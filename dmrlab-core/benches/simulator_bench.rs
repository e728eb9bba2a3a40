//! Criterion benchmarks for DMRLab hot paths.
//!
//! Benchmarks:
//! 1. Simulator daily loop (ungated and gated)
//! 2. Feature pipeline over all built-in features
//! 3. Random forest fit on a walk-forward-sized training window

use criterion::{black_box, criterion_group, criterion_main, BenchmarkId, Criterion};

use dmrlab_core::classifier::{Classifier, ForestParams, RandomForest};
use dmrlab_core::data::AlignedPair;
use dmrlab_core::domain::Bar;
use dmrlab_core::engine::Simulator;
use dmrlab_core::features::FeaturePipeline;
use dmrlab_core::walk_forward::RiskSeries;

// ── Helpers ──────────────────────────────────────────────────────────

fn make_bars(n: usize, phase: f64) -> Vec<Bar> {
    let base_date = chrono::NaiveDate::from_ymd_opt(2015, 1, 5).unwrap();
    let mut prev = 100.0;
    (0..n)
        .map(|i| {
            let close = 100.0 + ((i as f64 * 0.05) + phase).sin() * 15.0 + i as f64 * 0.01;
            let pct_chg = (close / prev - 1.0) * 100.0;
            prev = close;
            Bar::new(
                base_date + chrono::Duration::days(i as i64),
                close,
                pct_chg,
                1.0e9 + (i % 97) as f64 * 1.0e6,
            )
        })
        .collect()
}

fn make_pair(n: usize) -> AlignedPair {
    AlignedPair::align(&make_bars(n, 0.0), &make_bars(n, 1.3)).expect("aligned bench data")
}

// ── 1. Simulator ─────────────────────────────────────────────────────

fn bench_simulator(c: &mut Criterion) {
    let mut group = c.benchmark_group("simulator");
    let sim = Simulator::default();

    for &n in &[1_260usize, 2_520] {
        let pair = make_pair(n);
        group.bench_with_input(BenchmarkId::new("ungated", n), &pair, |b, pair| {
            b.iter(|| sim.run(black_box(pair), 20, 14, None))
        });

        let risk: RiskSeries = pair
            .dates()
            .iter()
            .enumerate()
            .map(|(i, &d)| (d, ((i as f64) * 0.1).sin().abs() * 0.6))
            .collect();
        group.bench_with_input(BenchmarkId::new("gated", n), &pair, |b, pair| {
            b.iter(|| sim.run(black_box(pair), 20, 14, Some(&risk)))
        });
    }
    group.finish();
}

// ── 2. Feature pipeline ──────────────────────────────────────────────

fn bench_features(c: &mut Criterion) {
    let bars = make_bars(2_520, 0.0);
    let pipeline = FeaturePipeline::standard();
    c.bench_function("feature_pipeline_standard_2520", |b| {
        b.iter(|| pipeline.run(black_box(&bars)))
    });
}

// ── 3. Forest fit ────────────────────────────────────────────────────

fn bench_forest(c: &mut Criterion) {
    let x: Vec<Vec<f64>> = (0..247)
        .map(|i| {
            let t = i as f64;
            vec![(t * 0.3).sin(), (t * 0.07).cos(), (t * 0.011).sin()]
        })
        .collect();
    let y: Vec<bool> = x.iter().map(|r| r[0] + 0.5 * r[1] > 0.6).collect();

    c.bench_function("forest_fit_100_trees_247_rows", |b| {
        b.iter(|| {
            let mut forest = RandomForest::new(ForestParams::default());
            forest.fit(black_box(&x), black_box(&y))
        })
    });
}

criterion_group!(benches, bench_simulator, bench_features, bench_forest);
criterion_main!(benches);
----------------------------------------
Set every entry down once more, exactly as written above.

filename dmrlab-core/benches/simulator_bench.rs
repository e728eb9bba2a3a40
//! Criterion benchmarks for DMRLab hot paths.
//!
//! Benchmarks:
//! 1. Simulator daily loop (ungated and gated)
//! 2. Feature pipeline over all built-in features
//! 3. Random forest fit on a walk-forward-sized training window

use criterion::{black_box, criterion_group, criterion_main, BenchmarkId, Criterion};

use dmrlab_core::classifier::{Classifier, ForestParams, RandomForest};
use dmrlab_core::data::AlignedPair;
use dmrlab_core::domain::Bar;
use dmrlab_core::engine::Simulator;
use dmrlab_core::features::FeaturePipeline;
use dmrlab_core::walk_forward::RiskSeries;

// ── Helpers ──────────────────────────────────────────────────────────

fn make_bars(n: usize, phase: f64) -> Vec<Bar> {
    let base_date = chrono::NaiveDate::from_ymd_opt(2015, 1, 5).unwrap();
    let mut prev = 100.0;
    (0..n)
        .map(|i| {
            let close = 100.0 + ((i as f64 * 0.05) + phase).sin() * 15.0 + i as f64 * 0.01;
            let pct_chg = (close / prev - 1.0) * 100.0;
            prev = close;
            Bar::new(
                base_date + chrono::Duration::days(i as i64),
                close,
                pct_chg,
                1.0e9 + (i % 97) as f64 * 1.0e6,
            )
        })
        .collect()
}

fn make_pair(n: usize) -> AlignedPair {
    AlignedPair::align(&make_bars(n, 0.0), &make_bars(n, 1.3)).expect("aligned bench data")
}

// ── 1. Simulator ─────────────────────────────────────────────────────

fn bench_simulator(c: &mut Criterion) {
    let mut group = c.benchmark_group("simulator");
    let sim = Simulator::default();

    for &n in &[1_260usize, 2_520] {
        let pair = make_pair(n);
        group.bench_with_input(BenchmarkId::new("ungated", n), &pair, |b, pair| {
            b.iter(|| sim.run(black_box(pair), 20, 14, None))
        });

        let risk: RiskSeries = pair
            .dates()
            .iter()
            .enumerate()
            .map(|(i, &d)| (d, ((i as f64) * 0.1).sin().abs() * 0.6))
            .collect();
        group.bench_with_input(BenchmarkId::new("gated", n), &pair, |b, pair| {
            b.iter(|| sim.run(black_box(pair), 20, 14, Some(&risk)))
        });
    }
    group.finish();
}

// ── 2. Feature pipeline ──────────────────────────────────────────────

fn bench_features(c: &mut Criterion) {
    let bars = make_bars(2_520, 0.0);
    let pipeline = FeaturePipeline::standard();
    c.bench_function("feature_pipeline_standard_2520", |b| {
        b.iter(|| pipeline.run(black_box(&bars)))
    });
}

// ── 3. Forest fit ────────────────────────────────────────────────────

fn bench_forest(c: &mut Criterion) {
    let x: Vec<Vec<f64>> = (0..247)
        .map(|i| {
            let t = i as f64;
            vec![(t * 0.3).sin(), (t * 0.07).cos(), (t * 0.011).sin()]
        })
        .collect();
    let y: Vec<bool> = x.iter().map(|r| r[0] + 0.5 * r[1] > 0.6).collect();

    c.bench_function("forest_fit_100_trees_247_rows", |b| {
        b.iter(|| {
            let mut forest = RandomForest::new(ForestParams::default());
            forest.fit(black_box(&x), black_box(&y))
        })
    });
}

criterion_group!(benches, bench_simulator, bench_features, bench_forest);
criterion_main!(benches);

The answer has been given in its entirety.